All settings and data are stored locally in Chrome's extension storage. FSB uses AES-GCM encryption for sensitive data like API keys.

  • Configuration is stored in chrome.storage.local
  • API keys are encrypted before storage using AES-GCM
  • Session logs are stored locally and can be cleared at any time
  • Analytics data (task counts, success rates) stays on your device

External Services

FSB communicates with external AI providers only when you configure and use a hosted provider. If you use LM Studio, AI requests stay on your machine through its local OpenAI-compatible server. The choice of provider and what data is sent is under your control.

  • Hosted API calls are made only to the provider you select (xAI, OpenAI, Anthropic, Google, or OpenRouter)
  • LM Studio uses a local OpenAI-compatible server on your device and does not require an API key
  • Sent data includes: task description, DOM structure summary, and action context
  • If you use the Remote Dashboard or Background Agents sync, an optional relay server handles WebSocket messages and stores agent run metadata (task name, cost, duration, success/fail). No page content, DOM data, or AI responses are stored on the server. This is opt-in only
  • Each provider has their own privacy policy governing how they handle API requests

No Tracking

FSB does not include any analytics, telemetry, or tracking services. There are no cookies, no fingerprinting, and no third-party scripts beyond the AI provider APIs you explicitly configure.

API Keys

Your API keys are encrypted locally using AES-GCM before being stored. They are never transmitted anywhere except to the AI provider you configured, and only as authentication headers in API requests.

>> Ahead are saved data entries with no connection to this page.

// Copyright 2023 Ant Group Co., Ltd.
//
// Licensed under the Apache License, Version 2.0 (the "License");
// you may not use this file except in compliance with the License.
// You may obtain a copy of the License at
//
//   http://www.apache.org/licenses/LICENSE-2.0
//
// Unless required by applicable law or agreed to in writing, software
// distributed under the License is distributed on an "AS IS" BASIS,
// WITHOUT WARRANTIES OR CONDITIONS OF ANY KIND, either express or implied.
// See the License for the specific language governing permissions and
// limitations under the License.

mod config;

use clap::Parser;
use config::{Command, Config, LineArgs, LogConfig};
use fortress::Fortress;
use fortress_types::*;
use log::{info, LevelFilter};
use serde::Serialize;

const LOG_PATTERN: &str = "[{d}] [{t}] [{l}] {m}{n}";

fn parse_level(level: &str) -> LevelFilter {
    match level {
        "debug" => LevelFilter::Debug,
        "info" => LevelFilter::Info,
        "warn" => LevelFilter::Warn,
        "error" => LevelFilter::Error,
        _ => LevelFilter::Info,
    }
}

// log_size_limit is in MB
fn size_limit_bytes(log_config: &LogConfig) -> u64 {
    log_config
        .log_size_limit
        .unwrap_or(100)
        .saturating_mul(1024 * 1024)
}

fn rolling_file(
    file_name: &str,
    log_config: &LogConfig,
) -> FortressResult<log4rs::append::rolling_file::RollingFileAppender> {
    use log4rs::append::rolling_file::policy::compound::roll::fixed_window::FixedWindowRoller;
    use log4rs::append::rolling_file::policy::compound::trigger::size::SizeTrigger;
    use log4rs::append::rolling_file::policy::compound::CompoundPolicy;
    use log4rs::append::rolling_file::RollingFileAppender;
    use log4rs::encode::pattern::PatternEncoder;

    let fixed_window_roller = FixedWindowRoller::builder()
        .build(
            &(file_name.to_owned() + ".{}"),
            log_config.log_window_size.unwrap_or(5),
        )
        .map_err(|e| errno!(FortressStatus::ConfigErr, "log roller error: {:?}", e))?;
    let size_trigger = SizeTrigger::new(size_limit_bytes(log_config));
    let compound_policy =
        CompoundPolicy::new(Box::new(size_trigger), Box::new(fixed_window_roller));
    RollingFileAppender::builder()
        .encoder(Box::new(PatternEncoder::new(LOG_PATTERN)))
        .build(file_name, Box::new(compound_policy))
        .map_err(|e| errno!(FortressStatus::ConfigErr, "open log file {} error: {:?}", file_name, e))
}

// init log
fn init_log(log_config: &LogConfig) -> FortressResult<()> {
    use log4rs::append::console::{ConsoleAppender, Target};
    use log4rs::config::{Appender, Config as LogRsConfig, Logger, Root};
    use log4rs::encode::pattern::PatternEncoder;

    let log_level = parse_level(log_config.log_level.as_deref().unwrap_or("info"));

    let mut config_builder = LogRsConfig::builder();
    let mut root_builder = Root::builder();

    // stdout carries command output, logs go to stderr
    if log_config.enable_console_logger.unwrap_or(true) {
        let console = ConsoleAppender::builder()
            .target(Target::Stderr)
            .encoder(Box::new(PatternEncoder::new(LOG_PATTERN)))
            .build();
        config_builder =
            config_builder.appender(Appender::builder().build("console", Box::new(console)));
        root_builder = root_builder.appender("console");
    }

    if let Some(file_name) = &log_config.log_file_name {
        let fortress_log = rolling_file(file_name, log_config)?;
        config_builder =
            config_builder.appender(Appender::builder().build("fortress_log", Box::new(fortress_log)));
        root_builder = root_builder.appender("fortress_log");
    }

    // monitor lines are only kept when they have a file of their own
    let monitor_logger = match &log_config.monitor_log_file_name {
        Some(file_name) => {
            let monitor_log = rolling_file(file_name, log_config)?;
            config_builder = config_builder
                .appender(Appender::builder().build("monitor_log", Box::new(monitor_log)));
            Logger::builder()
                .appender("monitor_log")
                .additive(false)
                .build("monitor", log_level)
        }
        None => Logger::builder().build("monitor", LevelFilter::Off),
    };

    let config = config_builder
        .logger(monitor_logger)
        .build(root_builder.build(log_level))
        .map_err(|e| errno!(FortressStatus::ConfigErr, "build log config error: {:?}", e))?;

    log4rs::init_config(config)
        .map_err(|e| errno!(FortressStatus::InternalErr, "init log error: {:?}", e))?;
    Ok(())
}

fn print_json<T: Serialize>(value: &T) -> FortressResult<()> {
    let rendered = serde_json::to_string_pretty(value)
        .map_err(|e| errno!(FortressStatus::InternalErr, "json encode error: {:?}", e))?;
    println!("{}", rendered);
    Ok(())
}

async fn run(args: LineArgs) -> FortressResult<()> {
    let cfg = Config::load(args.config, args.config_path.as_deref())?;
    init_log(&cfg.log_config)?;
    let api_key = cfg.api_key()?;

    let connect = || -> FortressResult<Fortress> {
        let org_id = cfg.org_id()?;
        info!("fortress endpoint {:?}, organization {}", cfg.endpoint(), org_id);
        Fortress::with_endpoint(cfg.endpoint(), org_id, api_key, cfg.max_retries())
    };

    match args.command {
        // no api round trip needed
        Command::Decrypt { ciphertext } => {
            let plaintext = fortress::decrypt(api_key, &ciphertext)?;
            let text = String::from_utf8(plaintext)
                .map_err(|_| errno!(FortressStatus::ResponseErr, "plaintext is not utf-8."))?;
            println!("{}", text);
        }
        Command::ListTenants => print_json(&connect()?.list_tenants().await?)?,
        Command::CreateTenant {
            id,
            alias,
            database_id,
        } => {
            connect()?
                .create_tenant(&id, &alias, database_id.as_deref())
                .await?
        }
        Command::DeleteTenant { id } => connect()?.delete_tenant(&id).await?,
        Command::ListDatabases => print_json(&connect()?.list_databases().await?)?,
        Command::CreateDatabase { alias } => {
            println!("{}", connect()?.create_database(&alias).await?)
        }
        Command::DeleteDatabase { id } => connect()?.delete_database(&id).await?,
        Command::TenantUri { id } => println!("{}", connect()?.connect_tenant_uri(&id).await?),
        Command::DatabaseUri { id } => {
            println!("{}", connect()?.connect_database_uri(&id).await?)
        }
    }
    Ok(())
}

#[tokio::main]
async fn main() {
    // Parse whole args with clap
    let args = LineArgs::parse();

    let code = match run(args).await {
        Ok(()) => 0,
        Err(e) => {
            eprintln!("fortress: {}", e);
            map_status_to_exit_code(e.errno())
        }
    };
    std::process::exit(code);
}

#[cfg(test)]
mod test {
    use super::*;

    #[test]
    fn size_limit_is_megabytes_and_saturates() {
        let mut log_config = LogConfig::default();
        assert_eq!(size_limit_bytes(&log_config), 100 * 1024 * 1024);
        log_config.log_size_limit = Some(3);
        assert_eq!(size_limit_bytes(&log_config), 3 * 1024 * 1024);
        log_config.log_size_limit = Some(u64::MAX / 2);
        assert_eq!(size_limit_bytes(&log_config), u64::MAX);
    }
}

  • Keys are encrypted at rest in Chrome storage
  • Decryption only happens in-memory when making API calls
  • Keys are never logged, exported, or shared

Auto-Passwords

FSB includes an optional credential manager that stores login credentials encrypted on your device. Passwords are never exposed to AI models. They are filled directly into pages by the content script, bypassing the AI entirely.

  • Credentials are encrypted at rest using AES-GCM with 256-bit keys and PBKDF2 key derivation
  • When the AI analyzes a page, password field values are replaced with [hidden]. The actual password is never included in any AI prompt
  • Auto-fill is performed by the content script injecting values directly into the DOM, with no AI involvement in the credential flow
  • The credential list view only shows usernames and domains. Passwords are decrypted individually and only when needed for auto-fill
  • Credentials are stored per-domain with parent domain fallback (e.g., accounts.google.com inherits from google.com)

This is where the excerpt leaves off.